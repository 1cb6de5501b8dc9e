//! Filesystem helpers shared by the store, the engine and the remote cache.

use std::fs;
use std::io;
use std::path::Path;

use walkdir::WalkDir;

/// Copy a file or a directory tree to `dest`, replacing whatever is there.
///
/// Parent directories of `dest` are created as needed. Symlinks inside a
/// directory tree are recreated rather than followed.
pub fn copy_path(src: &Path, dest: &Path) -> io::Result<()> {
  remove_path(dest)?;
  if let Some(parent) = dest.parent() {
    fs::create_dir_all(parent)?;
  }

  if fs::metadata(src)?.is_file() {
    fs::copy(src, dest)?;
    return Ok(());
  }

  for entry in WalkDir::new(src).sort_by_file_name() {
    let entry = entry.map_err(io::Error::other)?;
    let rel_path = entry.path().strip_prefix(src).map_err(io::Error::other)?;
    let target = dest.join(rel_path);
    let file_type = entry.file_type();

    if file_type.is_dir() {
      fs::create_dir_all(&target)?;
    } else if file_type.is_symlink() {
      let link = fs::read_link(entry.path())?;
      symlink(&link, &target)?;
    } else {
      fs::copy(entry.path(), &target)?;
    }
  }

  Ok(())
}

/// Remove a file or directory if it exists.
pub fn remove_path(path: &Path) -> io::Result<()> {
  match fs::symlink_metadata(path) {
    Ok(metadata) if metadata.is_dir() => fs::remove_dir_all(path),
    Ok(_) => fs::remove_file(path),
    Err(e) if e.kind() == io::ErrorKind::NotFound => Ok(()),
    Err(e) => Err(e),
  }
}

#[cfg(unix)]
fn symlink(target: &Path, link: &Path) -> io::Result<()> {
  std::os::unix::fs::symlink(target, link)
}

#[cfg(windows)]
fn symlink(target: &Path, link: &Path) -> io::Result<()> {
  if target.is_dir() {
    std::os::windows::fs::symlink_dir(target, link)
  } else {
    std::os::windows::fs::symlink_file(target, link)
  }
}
■ ■ ■
Exercise objective — From the entries above, copy every line containing the word "windows".

Your solution —
#[cfg(windows)]
    std::os::windows::fs::symlink_dir(target, link)
    std::os::windows::fs::symlink_file(target, link)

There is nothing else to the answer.